**Exercise description:**
Copy the data exactly. Leave nothing out.

(Records drawn from a dataset)
▬▬▬▬▬▬▬▬▬▬

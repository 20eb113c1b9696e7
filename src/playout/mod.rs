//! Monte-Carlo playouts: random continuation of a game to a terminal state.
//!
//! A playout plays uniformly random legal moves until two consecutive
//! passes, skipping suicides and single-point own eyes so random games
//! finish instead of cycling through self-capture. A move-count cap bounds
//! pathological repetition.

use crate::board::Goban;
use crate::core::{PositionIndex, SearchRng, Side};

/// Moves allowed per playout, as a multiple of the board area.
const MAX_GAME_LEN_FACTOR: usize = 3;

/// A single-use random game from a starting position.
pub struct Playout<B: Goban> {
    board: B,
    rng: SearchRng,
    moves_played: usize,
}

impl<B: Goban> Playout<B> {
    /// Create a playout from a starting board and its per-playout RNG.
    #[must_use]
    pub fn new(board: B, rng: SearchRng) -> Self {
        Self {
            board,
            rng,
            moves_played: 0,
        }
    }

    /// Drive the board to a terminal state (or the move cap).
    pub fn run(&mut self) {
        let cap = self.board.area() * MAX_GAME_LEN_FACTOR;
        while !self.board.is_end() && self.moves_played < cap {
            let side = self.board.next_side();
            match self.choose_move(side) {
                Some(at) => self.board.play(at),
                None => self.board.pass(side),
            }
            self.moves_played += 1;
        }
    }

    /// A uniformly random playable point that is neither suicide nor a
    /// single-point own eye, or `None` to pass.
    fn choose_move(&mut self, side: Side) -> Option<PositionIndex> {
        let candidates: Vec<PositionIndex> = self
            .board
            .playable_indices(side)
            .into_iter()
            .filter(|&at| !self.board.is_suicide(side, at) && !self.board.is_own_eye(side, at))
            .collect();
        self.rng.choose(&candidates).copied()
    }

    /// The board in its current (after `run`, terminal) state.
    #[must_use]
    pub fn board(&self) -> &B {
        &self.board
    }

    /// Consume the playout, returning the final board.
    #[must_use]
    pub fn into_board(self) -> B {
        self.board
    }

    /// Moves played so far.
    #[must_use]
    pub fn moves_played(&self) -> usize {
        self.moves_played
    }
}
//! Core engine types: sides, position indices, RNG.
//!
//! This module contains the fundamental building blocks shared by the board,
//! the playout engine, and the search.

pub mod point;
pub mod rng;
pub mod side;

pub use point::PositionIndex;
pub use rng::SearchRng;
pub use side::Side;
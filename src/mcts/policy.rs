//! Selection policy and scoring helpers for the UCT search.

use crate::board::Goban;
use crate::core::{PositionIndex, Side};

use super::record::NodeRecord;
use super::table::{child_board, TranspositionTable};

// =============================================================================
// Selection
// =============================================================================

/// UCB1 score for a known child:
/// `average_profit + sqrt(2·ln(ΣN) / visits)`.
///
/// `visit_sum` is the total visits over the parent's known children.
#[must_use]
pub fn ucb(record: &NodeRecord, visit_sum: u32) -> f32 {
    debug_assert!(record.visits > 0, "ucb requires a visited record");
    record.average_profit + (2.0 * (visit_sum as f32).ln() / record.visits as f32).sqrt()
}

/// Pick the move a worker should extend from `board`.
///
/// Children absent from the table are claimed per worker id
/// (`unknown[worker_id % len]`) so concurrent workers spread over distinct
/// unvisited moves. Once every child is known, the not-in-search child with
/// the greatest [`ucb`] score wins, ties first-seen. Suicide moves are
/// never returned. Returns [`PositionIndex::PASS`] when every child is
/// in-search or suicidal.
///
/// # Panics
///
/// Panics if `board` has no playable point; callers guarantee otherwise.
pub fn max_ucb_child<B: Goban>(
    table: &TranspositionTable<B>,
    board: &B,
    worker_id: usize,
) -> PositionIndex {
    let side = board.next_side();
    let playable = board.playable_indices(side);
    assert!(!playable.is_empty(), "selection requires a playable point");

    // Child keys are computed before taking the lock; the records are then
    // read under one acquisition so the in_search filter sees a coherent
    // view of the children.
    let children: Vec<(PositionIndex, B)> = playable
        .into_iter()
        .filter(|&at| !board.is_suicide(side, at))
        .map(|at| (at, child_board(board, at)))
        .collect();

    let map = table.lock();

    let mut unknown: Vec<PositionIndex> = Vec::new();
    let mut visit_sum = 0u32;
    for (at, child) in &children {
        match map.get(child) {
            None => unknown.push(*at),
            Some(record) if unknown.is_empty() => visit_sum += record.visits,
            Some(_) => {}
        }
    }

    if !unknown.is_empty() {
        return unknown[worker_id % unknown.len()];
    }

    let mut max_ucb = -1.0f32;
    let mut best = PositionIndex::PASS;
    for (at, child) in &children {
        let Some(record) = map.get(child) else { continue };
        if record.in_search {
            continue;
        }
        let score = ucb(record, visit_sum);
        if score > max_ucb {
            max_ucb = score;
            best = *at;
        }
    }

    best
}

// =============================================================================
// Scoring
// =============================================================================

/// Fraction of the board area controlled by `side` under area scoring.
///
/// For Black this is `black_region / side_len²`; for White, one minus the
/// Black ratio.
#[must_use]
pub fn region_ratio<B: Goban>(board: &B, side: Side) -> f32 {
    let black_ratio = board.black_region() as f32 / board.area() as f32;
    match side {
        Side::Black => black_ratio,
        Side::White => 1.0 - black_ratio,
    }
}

▬▬▬▬▬▬▬▬▬▬

**Output:**
repository 20eb113c1b9696e7
filename src/playout/mod.rs
//! Monte-Carlo playouts: random continuation of a game to a terminal state.
//!
//! A playout plays uniformly random legal moves until two consecutive
//! passes, skipping suicides and single-point own eyes so random games
//! finish instead of cycling through self-capture. A move-count cap bounds
//! pathological repetition.

use crate::board::Goban;
use crate::core::{PositionIndex, SearchRng, Side};

/// Moves allowed per playout, as a multiple of the board area.
const MAX_GAME_LEN_FACTOR: usize = 3;

/// A single-use random game from a starting position.
pub struct Playout<B: Goban> {
    board: B,
    rng: SearchRng,
    moves_played: usize,
}

impl<B: Goban> Playout<B> {
    /// Create a playout from a starting board and its per-playout RNG.
    #[must_use]
    pub fn new(board: B, rng: SearchRng) -> Self {
        Self {
            board,
            rng,
            moves_played: 0,
        }
    }

    /// Drive the board to a terminal state (or the move cap).
    pub fn run(&mut self) {
        let cap = self.board.area() * MAX_GAME_LEN_FACTOR;
        while !self.board.is_end() && self.moves_played < cap {
            let side = self.board.next_side();
            match self.choose_move(side) {
                Some(at) => self.board.play(at),
                None => self.board.pass(side),
            }
            self.moves_played += 1;
        }
    }

    /// A uniformly random playable point that is neither suicide nor a
    /// single-point own eye, or `None` to pass.
    fn choose_move(&mut self, side: Side) -> Option<PositionIndex> {
        let candidates: Vec<PositionIndex> = self
            .board
            .playable_indices(side)
            .into_iter()
            .filter(|&at| !self.board.is_suicide(side, at) && !self.board.is_own_eye(side, at))
            .collect();
        self.rng.choose(&candidates).copied()
    }

    /// The board in its current (after `run`, terminal) state.
    #[must_use]
    pub fn board(&self) -> &B {
        &self.board
    }

    /// Consume the playout, returning the final board.
    #[must_use]
    pub fn into_board(self) -> B {
        self.board
    }

    /// Moves played so far.
    #[must_use]
    pub fn moves_played(&self) -> usize {
        self.moves_played
    }
}
//! Core engine types: sides, position indices, RNG.
//!
//! This module contains the fundamental building blocks shared by the board,
//! the playout engine, and the search.

pub mod point;
pub mod rng;
pub mod side;

pub use point::PositionIndex;
pub use rng::SearchRng;
pub use side::Side;
filename src/mcts/policy.rs
//! Selection policy and scoring helpers for the UCT search.

use crate::board::Goban;
use crate::core::{PositionIndex, Side};

use super::record::NodeRecord;
use super::table::{child_board, TranspositionTable};

// =============================================================================
// Selection
// =============================================================================

/// UCB1 score for a known child:
/// `average_profit + sqrt(2·ln(ΣN) / visits)`.
///
/// `visit_sum` is the total visits over the parent's known children.
#[must_use]
pub fn ucb(record: &NodeRecord, visit_sum: u32) -> f32 {
    debug_assert!(record.visits > 0, "ucb requires a visited record");
    record.average_profit + (2.0 * (visit_sum as f32).ln() / record.visits as f32).sqrt()
}

/// Pick the move a worker should extend from `board`.
///
/// Children absent from the table are claimed per worker id
/// (`unknown[worker_id % len]`) so concurrent workers spread over distinct
/// unvisited moves. Once every child is known, the not-in-search child with
/// the greatest [`ucb`] score wins, ties first-seen. Suicide moves are
/// never returned. Returns [`PositionIndex::PASS`] when every child is
/// in-search or suicidal.
///
/// # Panics
///
/// Panics if `board` has no playable point; callers guarantee otherwise.
pub fn max_ucb_child<B: Goban>(
    table: &TranspositionTable<B>,
    board: &B,
    worker_id: usize,
) -> PositionIndex {
    let side = board.next_side();
    let playable = board.playable_indices(side);
    assert!(!playable.is_empty(), "selection requires a playable point");

    // Child keys are computed before taking the lock; the records are then
    // read under one acquisition so the in_search filter sees a coherent
    // view of the children.
    let children: Vec<(PositionIndex, B)> = playable
        .into_iter()
        .filter(|&at| !board.is_suicide(side, at))
        .map(|at| (at, child_board(board, at)))
        .collect();

    let map = table.lock();

    let mut unknown: Vec<PositionIndex> = Vec::new();
    let mut visit_sum = 0u32;
    for (at, child) in &children {
        match map.get(child) {
            None => unknown.push(*at),
            Some(record) if unknown.is_empty() => visit_sum += record.visits,
            Some(_) => {}
        }
    }

    if !unknown.is_empty() {
        return unknown[worker_id % unknown.len()];
    }

    let mut max_ucb = -1.0f32;
    let mut best = PositionIndex::PASS;
    for (at, child) in &children {
        let Some(record) = map.get(child) else { continue };
        if record.in_search {
            continue;
        }
        let score = ucb(record, visit_sum);
        if score > max_ucb {
            max_ucb = score;
            best = *at;
        }
    }

    best
}

// =============================================================================
// Scoring
// =============================================================================

/// Fraction of the board area controlled by `side` under area scoring.
///
/// For Black this is `black_region / side_len²`; for White, one minus the
/// Black ratio.
#[must_use]
pub fn region_ratio<B: Goban>(board: &B, side: Side) -> f32 {
    let black_ratio = board.black_region() as f32 / board.area() as f32;
    match side {
        Side::Black => black_ratio,
        Side::White => 1.0 - black_ratio,
    }
}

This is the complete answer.